Well, it turned out that the pro-pipeline Democrats may have been bought off, while it was the so-called “crazies” who really had the sanest — and smartest — take on the whole situation. Leading that effort for safety and accountability has been state Sen. Andy Dinniman (D-19) who has been a vocal, active and effective critic of the project from early in the process.

Let’s start this basic premise: Energy Transfer Partners is lousy at doing its job. From a corporate standpoint, they’re the Merlino Crime Family (you remember, the “Gang who couldn’t shoot straight”) of corporations: criminal in intent, incompetent in execution. We’ve had sinkholes, wells contaminated and more ridiculous lies a than a drunken golf tournament.

They’ve bullied residents who’ve seen their neighborhoods ripped up — and are rightly questioning whether proper care is being taken with a pipeline that could level an area of a mile or more if it explodes. With each sinkhole and screw up by Sunoco/ET such an accident on a functioning pipeline is no longer a matter of if, but of when.

When political leaders like Dinniman questioned the management and safety of the project, their public relations and lobbying arm (who impressively, sound like three year-olds) called Dinniman “Tony Soprano” suggesting he was some sort of mobster, albeit, a conflicted TV mobster from the HBO series. While Dinniman was a long a lone voice in the wind, a large number of elected officials in both parties now, at minimum, are calling for a stop of construction to evaluate and redo some of the studies done prior to construction. Others have called for the project to be abandoned. Chester County District Attorney Tom Hogan has launched a criminal investigation into the matter.

ETP’s tactics to vilify the opponents of the pipeline aren’t working, any more than its efforts to prevent sinkholes, which again happened about a week ago in Middletown, just as work resumed on the project and Mariner East I reopened for the first time in two months.

Here’s the bottom line:

The time for pauses and new studies was a long time ago.
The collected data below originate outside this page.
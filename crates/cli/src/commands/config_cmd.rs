//! `arise config`: print the default configuration or check the current one.

use super::{CmdResult, load_config};
use arise_config::AppConfig;
use std::path::Path;

pub fn show_default() {
    println!("# {}", AppConfig::config_dir().join("config.toml").display());
    println!("{}", AppConfig::default_toml());
}

/// Warnings that do not make the configuration invalid.
pub fn warnings(config: &AppConfig) -> Vec<String> {
    let mut warnings = Vec::new();

    if !config.has_api_key() {
        warnings.push("No API key set (set GEMINI_API_KEY or ARISE_API_KEY)".to_string());
    }
    if !config.documents.dir.is_dir() {
        warnings.push(format!(
            "Documents directory {} does not exist; answers will have no portfolio context",
            config.documents.dir.display()
        ));
    }
    if let Some(dir) = &config.gateway.static_dir {
        if !dir.join("index.html").is_file() {
            warnings.push(format!("Static site {} has no index.html", dir.display()));
        }
    }
    if config.gateway.host == "0.0.0.0" && config.gateway.allowed_origins.is_empty() {
        warnings.push("Gateway bound to 0.0.0.0 with CORS open to any origin".to_string());
    }

    warnings
}

pub fn check(config_path: Option<&Path>) -> CmdResult {
    println!("Validating configuration...");
    let config = match load_config(config_path) {
        Ok(c) => c,
        Err(e) => {
            println!("   Config error: {e}");
            return Err(e);
        }
    };
    println!("   Config parsed successfully");

    let warnings = warnings(&config);
    if warnings.is_empty() {
        println!("   All checks passed");
    } else {
        println!();
        for w in &warnings {
            println!("   warning: {w}");
        }
    }

    println!();
    println!("   Provider:   {}", config.default_provider);
    println!("   Model:      {}", arise_providers::default_model(&config));
    println!("   Gateway:    {}:{}", config.gateway.host, config.gateway.port);
    println!("   Documents:  {}", config.documents.dir.display());
    println!("   Transcript: {}", config.transcript.backend);
    println!("   Summarize:  {}", config.context.summarize);

    Ok(())
}
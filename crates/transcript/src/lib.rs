//! Transcript store implementations for A.R.I.S.E.

pub mod in_memory;

#[cfg(feature = "sqlite")]
pub mod sqlite;

pub use in_memory::InMemoryTranscript;

#[cfg(feature = "sqlite")]
pub use sqlite::SqliteTranscript;
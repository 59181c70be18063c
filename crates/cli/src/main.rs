//! A.R.I.S.E CLI, the main entry point.
//!
//! Commands:
//! - `serve`    Start the HTTP gateway
//! - `chat`     Interactive chat or single-message mode
//! - `context`  Print the cached document context
//! - `config`   Print the default configuration or check the current one

use clap::{Parser, Subcommand};
use std::path::PathBuf;

mod commands;

#[derive(Parser)]
#[command(
    name = "arise",
    about = "A.R.I.S.E - Advanced Reasoning and Intelligent Support Engine",
    version,
    author
)]
struct Cli {
    #[command(subcommand)]
    command: Commands,

    /// Enable verbose logging
    #[arg(short, long, global = true)]
    verbose: bool,

    /// Config file (default: ~/.arise/config.toml)
    #[arg(short, long, global = true, env = "ARISE_CONFIG")]
    config: Option<PathBuf>,
}

#[derive(Subcommand)]
enum Commands {
    /// Start the HTTP gateway server
    Serve {
        /// Override the port
        #[arg(short, long)]
        port: Option<u16>,
    },

    /// Chat with A.R.I.S.E in the terminal
    Chat {
        /// Send a single message instead of entering interactive mode
        #[arg(short, long)]
        message: Option<String>,
    },

    /// Load the documents and print the context the assistant answers from
    Context,

    /// Print the default configuration
    Config {
        /// Load and validate the current configuration instead
        #[arg(long)]
        check: bool,
    },
}

#[tokio::main]
async fn main() -> Result<(), Box<dyn std::error::Error>> {
    // A missing .env is fine; the process environment is used as is.
    dotenv::dotenv().ok();

    let cli = Cli::parse();

    let filter = if cli.verbose { "debug" } else { "info" };
    tracing_subscriber::fmt()
        .with_env_filter(
            tracing_subscriber::EnvFilter::try_from_default_env()
                .unwrap_or_else(|_| tracing_subscriber::EnvFilter::new(filter)),
        )
        .with_target(false)
        .init();

    let config_path = cli.config.as_deref();
    match cli.command {
        Commands::Serve { port } => commands::serve::run(config_path, port).await?,
        Commands::Chat { message } => commands::chat::run(config_path, message).await?,
        Commands::Context => commands::context::run(config_path).await?,
        Commands::Config { check } => {
            if check {
                commands::config_cmd::check(config_path)?
            } else {
                commands::config_cmd::show_default()
            }
        }
    }

    Ok(())
}
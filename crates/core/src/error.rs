//! Error types for the A.R.I.S.E. domain.
//!
//! Uses `thiserror` for ergonomic error definitions.
//! Each bounded context has its own error variant.

use thiserror::Error;

/// The top-level error type for all A.R.I.S.E. operations.
#[derive(Debug, Error)]
pub enum Error {
    /// A blank message was submitted. Rejected before classification.
    #[error("No message provided")]
    EmptyInput,

    /// The request body could not be read as a chat message.
    #[error("Invalid request: {0}")]
    InvalidRequest(String),

    // --- Backend errors ---
    #[error("Backend error: {0}")]
    Provider(#[from] ProviderError),

    // --- Tool errors ---
    #[error("Tool error: {0}")]
    Tool(#[from] ToolError),

    // --- Transcript errors ---
    #[error("Transcript error: {0}")]
    Transcript(#[from] TranscriptError),

    // --- Document errors ---
    #[error("Document error: {0}")]
    Document(#[from] DocumentError),

    // --- Configuration errors ---
    #[error("Configuration error: {message}")]
    Config { message: String },

    // --- Serialization ---
    #[error("Serialization error: {0}")]
    Serialization(#[from] serde_json::Error),

    // --- Generic ---
    #[error("Internal error: {0}")]
    Internal(String),
}

impl Error {
    /// Stable, machine-readable failure kind for user-facing error payloads.
    pub fn kind(&self) -> &'static str {
        match self {
            Error::EmptyInput => "empty_input",
            Error::InvalidRequest(_) => "invalid_request",
            Error::Provider(_) => "backend_failure",
            Error::Tool(_) => "tool_execution_failure",
            Error::Transcript(_) => "transcript_failure",
            Error::Document(_) => "document_load_failure",
            Error::Config { .. } => "configuration_failure",
            Error::Serialization(_) => "serialization_failure",
            Error::Internal(_) => "internal_failure",
        }
    }
}

/// Result type alias using our Error.
pub type Result<T> = std::result::Result<T, Error>;

// --- Bounded context errors ---

#[derive(Debug, Clone, Error)]
pub enum ProviderError {
    #[error("API request failed: {message} (status: {status_code})")]
    ApiError {
        status_code: u16,
        message: String,
    },

    #[error("Rate limited by provider, retry after {retry_after_secs}s")]
    RateLimited { retry_after_secs: u64 },

    #[error("Authentication failed: {0}")]
    AuthenticationFailed(String),

    #[error("Model not found: {0}")]
    ModelNotFound(String),

    #[error("Malformed response: {0}")]
    MalformedResponse(String),

    #[error("Provider not configured: {0}")]
    NotConfigured(String),

    #[error("Request timed out: {0}")]
    Timeout(String),

    #[error("Network error: {0}")]
    Network(String),
}

#[derive(Debug, Error)]
pub enum ToolError {
    #[error("Tool not found: {0}")]
    NotFound(String),

    #[error("Tool execution failed: {tool_name}: {reason}")]
    ExecutionFailed { tool_name: String, reason: String },

    #[error("Invalid tool arguments: {0}")]
    InvalidArguments(String),
}

#[derive(Debug, Error)]
pub enum TranscriptError {
    #[error("Storage error: {0}")]
    Storage(String),

    #[error("Query failed: {0}")]
    QueryFailed(String),

    #[error("Migration failed: {0}")]
    MigrationFailed(String),
}

#[derive(Debug, Error)]
pub enum DocumentError {
    #[error("Document collection not found: {0}")]
    CollectionMissing(String),

    #[error("Failed to read {filename}: {reason}")]
    Unreadable { filename: String, reason: String },
}

#[cfg(test)]
mod tests {
    use super::*;

    #[test]
    fn provider_error_displays_correctly() {
        let err = Error::Provider(ProviderError::ApiError {
            status_code: 429,
            message: "Too many requests".into(),
        });
        assert!(err.to_string().contains("429"));
        assert!(err.to_string().contains("Too many requests"));
    }

    #[test]
    fn tool_error_displays_correctly() {
        let err = Error::Tool(ToolError::ExecutionFailed {
            tool_name: "web_search".into(),
            reason: "upstream unavailable".into(),
        });
        assert!(err.to_string().contains("web_search"));
        assert!(err.to_string().contains("upstream"));
    }

    #[test]
    fn kinds_follow_taxonomy() {
        assert_eq!(Error::EmptyInput.kind(), "empty_input");
        assert_eq!(Error::InvalidRequest("not json".into()).kind(), "invalid_request");
        assert_eq!(
            Error::from(ProviderError::Network("down".into())).kind(),
            "backend_failure"
        );
        assert_eq!(
            Error::from(ToolError::NotFound("x".into())).kind(),
            "tool_execution_failure"
        );
    }
}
There is one — and only one — solution. End, once and for all, Mariner East II, then announce a 24-month shutdown of Mariner East I, and then only reopen it when it can be proven safe (and not by Energy Transfer Partners, but by independent third parties).

The time has come.

Mariner East II must be stopped and the company and its executives must be held responsible and liable for the company’s actions.


Speaking of awful, let us take up state House Bill 286, which would punish doctors for declining to treat children whose parents decided not to vaccinate them.
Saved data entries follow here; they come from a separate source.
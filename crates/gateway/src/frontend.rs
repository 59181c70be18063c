//! Embedded chat page.
//!
//! Served at `/` when no `gateway.static_dir` is configured. The files in
//! `frontend/` are compiled in with `include_str!`.

use axum::{
    Router,
    extract::Path,
    http::{StatusCode, header},
    response::{Html, IntoResponse, Response},
    routing::get,
};

const INDEX_HTML: &str = include_str!("../../../frontend/index.html");
const STYLE_CSS: &str = include_str!("../../../frontend/style.css");
const APP_JS: &str = include_str!("../../../frontend/app.js");

/// `(file name, content type, body)` of every embedded asset.
const ASSETS: &[(&str, &str, &str)] = &[
    ("style.css", "text/css; charset=utf-8", STYLE_CSS),
    ("app.js", "application/javascript; charset=utf-8", APP_JS),
];

pub fn frontend_router() -> Router {
    Router::new()
        .route("/", get(index_handler))
        .route("/static/{file}", get(asset_handler))
}

async fn index_handler() -> Html<&'static str> {
    Html(INDEX_HTML)
}

async fn asset_handler(Path(file): Path<String>) -> Response {
    match ASSETS.iter().find(|(name, _, _)| *name == file) {
        Some((_, content_type, body)) => {
            (StatusCode::OK, [(header::CONTENT_TYPE, *content_type)], *body).into_response()
        }
        None => StatusCode::NOT_FOUND.into_response(),
    }
}
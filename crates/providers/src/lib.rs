//! Language backend implementations for A.R.I.S.E.
//!
//! All providers implement the `arise_core::Provider` trait.
//! The router selects the correct provider based on configuration.

mod http;
pub mod gemini;
pub mod openai_compat;
pub mod router;

pub use gemini::GeminiProvider;
pub use openai_compat::OpenAiCompatProvider;
pub use router::{ProviderRouter, build_from_config, default_model};
fn default_docs_dir() -> PathBuf {
    PathBuf::from("docs")
}
fn default_text_extensions() -> Vec<String> {
    ["py", "js", "html", "css", "txt", "md"]
        .into_iter()
        .map(String::from)
        .collect()
}

impl Default for DocumentsConfig {
    fn default() -> Self {
        Self {
            dir: default_docs_dir(),
            text_extensions: default_text_extensions(),
            include_pdf: true,
        }
    }
}

#[derive(Debug, Clone, Serialize, Deserialize)]
pub struct ContextConfig {
    /// Compress the document collection with one summarization call
    #[serde(default = "default_true")]
    pub summarize: bool,

    /// Word limit requested from the summarizer
    #[serde(default = "default_summary_word_limit")]
    pub summary_word_limit: usize,

    /// Raw-prefix length used when summarization fails
    #[serde(default = "default_fallback_chars")]
    pub fallback_chars: usize,

    /// Character budget of the context placed in each prompt
    #[serde(default = "default_prompt_char_budget")]
    pub prompt_char_budget: usize,

    /// Recompute the document context when a chat is reset
    #[serde(default)]
    pub refresh_on_reset: bool,
}

fn default_summary_word_limit() -> usize {
    1000
}
fn default_fallback_chars() -> usize {
    2000
}
fn default_prompt_char_budget() -> usize {
    3000
}

impl Default for ContextConfig {
    fn default() -> Self {
        Self {
            summarize: true,
            summary_word_limit: default_summary_word_limit(),
            fallback_chars: default_fallback_chars(),
            prompt_char_budget: default_prompt_char_budget(),
            refresh_on_reset: false,
        }
    }
}

#[derive(Debug, Clone, Serialize, Deserialize)]
pub struct TranscriptConfig {
    /// "memory" or "sqlite"
    #[serde(default = "default_transcript_backend")]
    pub backend: String,

    /// SQLite database file (defaults to `~/.arise/chat.db`)
    #[serde(default, skip_serializing_if = "Option::is_none")]
    pub path: Option<PathBuf>,
}

fn default_transcript_backend() -> String {
    "memory".into()
}

impl Default for TranscriptConfig {
    fn default() -> Self {
        Self {
            backend: default_transcript_backend(),
            path: None,
        }
    }
}

impl TranscriptConfig {
    /// Resolved SQLite path.
    pub fn sqlite_path(&self) -> PathBuf {
        self.path
            .clone()
            .unwrap_or_else(|| AppConfig::config_dir().join("chat.db"))
    }
}

#[derive(Clone, Serialize, Deserialize)]
pub struct ProviderConfig {
    #[serde(default, skip_serializing_if = "Option::is_none")]
    pub api_key: Option<String>,

    #[serde(default, skip_serializing_if = "Option::is_none")]
    pub api_url: Option<String>,

    #[serde(default, skip_serializing_if = "Option::is_none")]
    pub default_model: Option<String>,
}

#[derive(Debug, Clone, Default, Serialize, Deserialize)]
pub struct IdentityConfig {
    /// Replace the built-in system instruction entirely
    #[serde(default, skip_serializing_if = "Option::is_none")]
    pub system_prompt_override: Option<String>,
}

#[derive(Debug, Clone, Default, Serialize, Deserialize)]
pub struct ScopeConfig {
    /// Extra terms that mark a question as needing portfolio context
    #[serde(default, skip_serializing_if = "Vec::is_empty")]
    pub extra_domain_keywords: Vec<String>,

    /// Extra terms that mark a question as out of scope
    #[serde(default, skip_serializing_if = "Vec::is_empty")]
    pub extra_out_of_scope_keywords: Vec<String>,
}

const KNOWN_TRANSCRIPT_BACKENDS: &[&str] = &["memory", "sqlite"];
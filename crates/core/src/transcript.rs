//! Transcript types and the `TranscriptStore` trait.
//!
//! A transcript is the visitor-facing history of one conversation: an
//! append-only sequence of turns read back in insertion order.

use async_trait::async_trait;
use chrono::{DateTime, Utc};
use serde::{Deserialize, Serialize};
use crate::error::TranscriptError;

/// Who authored a turn.
#[derive(Debug, Clone, Copy, PartialEq, Eq, Serialize, Deserialize)]
#[serde(rename_all = "lowercase")]
pub enum Speaker {
    User,
    Assistant,
}

impl Speaker {
    /// Label used when rendering a transcript for the model.
    pub fn label(&self) -> &'static str {
        match self {
            Speaker::User => "User",
            Speaker::Assistant => "A.R.I.S.E",
        }
    }

    pub fn as_str(&self) -> &'static str {
        match self {
            Speaker::User => "user",
            Speaker::Assistant => "assistant",
        }
    }

    pub fn parse(s: &str) -> Option<Self> {
        match s {
            "user" => Some(Speaker::User),
            "assistant" => Some(Speaker::Assistant),
            _ => None,
        }
    }
}

/// One message exchange unit. Immutable once appended.
#[derive(Debug, Clone, PartialEq, Serialize, Deserialize)]
pub struct Turn {
    pub speaker: Speaker,
    pub text: String,
    #[serde(default, skip_serializing_if = "Option::is_none")]
    pub timestamp: Option<DateTime<Utc>>,
}

impl Turn {
    pub fn user(text: impl Into<String>) -> Self {
        Self {
            speaker: Speaker::User,
            text: text.into(),
            timestamp: Some(Utc::now()),
        }
    }

    pub fn assistant(text: impl Into<String>) -> Self {
        Self {
            speaker: Speaker::Assistant,
            text: text.into(),
            timestamp: Some(Utc::now()),
        }
    }
}

/// Render turns as alternating speaker-labeled lines.
pub fn render(turns: &[Turn]) -> String {
    turns
        .iter()
        .map(|t| format!("{}: {}", t.speaker.label(), t.text))
        .collect::<Vec<_>>()
        .join("\n")
}

/// Append-only turn log with ordered read-back.
///
/// Implementations: in-memory, SQLite.
#[async_trait]
pub trait TranscriptStore: Send + Sync {
    /// The backend name (e.g., "memory", "sqlite").
    fn name(&self) -> &str;

    /// Append turns atomically, in the given order.
    async fn append(&self, turns: Vec<Turn>) -> Result<(), TranscriptError>;

    /// All turns in insertion order.
    async fn turns(&self) -> Result<Vec<Turn>, TranscriptError>;

    /// Remove every turn.
    async fn clear(&self) -> Result<(), TranscriptError>;

    async fn len(&self) -> Result<usize, TranscriptError> {
        Ok(self.turns().await?.len())
    }
}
As the sudden and worsening measles outbreak shows, the anti-vaccine movement (based on essentially, lies) has led to putting others at risk — especially those born in the 1960s who got some of the original vaccines which are proving to be less effective (and will now likely be getting new, additional vaccines because the disease is starting to spread). As Mumps is also on the rise — see the recent outbreak at Temple — it’s not a stretch to see fun, deadly diseases like Small Pox make a comeback, thanks to these knuckleheaded anti-vaccine twits.

Instead of punishing parents for what is, essentially, child abuse, sponsor State Rep. Darryl Metcalfe (who continues to demonstrate what an awful human being he is), wants to punish doctors and their staffs instead, by forcing them to be exposed to these little Typhoid Marys and Joes.
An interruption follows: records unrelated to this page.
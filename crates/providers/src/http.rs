//! Shared HTTP plumbing for the REST providers.

use arise_core::error::ProviderError;
use std::time::Duration;
use tracing::warn;

/// Client with the request timeout every provider uses.
pub(crate) fn client() -> reqwest::Client {
    reqwest::Client::builder()
        .timeout(Duration::from_secs(120))
        .build()
        .unwrap_or_else(|_| reqwest::Client::new())
}

/// Map transport failures onto the provider taxonomy.
pub(crate) fn transport_error(e: reqwest::Error) -> ProviderError {
    if e.is_timeout() {
        ProviderError::Timeout(e.to_string())
    } else {
        ProviderError::Network(e.to_string())
    }
}

/// Turn a non-success status into the matching `ProviderError`.
pub(crate) async fn check_status(
    provider: &str,
    response: reqwest::Response,
) -> Result<reqwest::Response, ProviderError> {
    let status = response.status().as_u16();
    match status {
        200..=299 => Ok(response),
        429 => {
            let retry_after_secs = response
                .headers()
                .get("retry-after")
                .and_then(|v| v.to_str().ok())
                .and_then(|v| v.parse().ok())
                .unwrap_or(5);
            Err(ProviderError::RateLimited { retry_after_secs })
        }
        401 | 403 => Err(ProviderError::AuthenticationFailed(
            "Invalid API key or insufficient permissions".into(),
        )),
        _ => {
            let error_body = response.text().await.unwrap_or_default();
            warn!(provider, status, body = %error_body, "Provider returned error");
            if status == 404 {
                return Err(ProviderError::ModelNotFound(error_body));
            }
            Err(ProviderError::ApiError {
                status_code: status,
                message: error_body,
            })
        }
    }
}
More astonishing, there are 15 GOP co-sponsors for this horror show of a bill.

From the party that wants to protect bakers from making cakes for gay couples because it hurts their fee-fees, Republicans want to expose doctors and their staffs (and other patients) to God knows what diseases to score political points among the moronic.

Let’s be clear:

The Earth is round.

The United States landed a man on the moon in 1969.

Vaccines do not cause autism.

Global warming is real and at least partially caused by man’s carbon emissions.

Science is real.

Parents who don’t vaccinate their kids should live with the consequences, not expect the rest of us to do so. Period.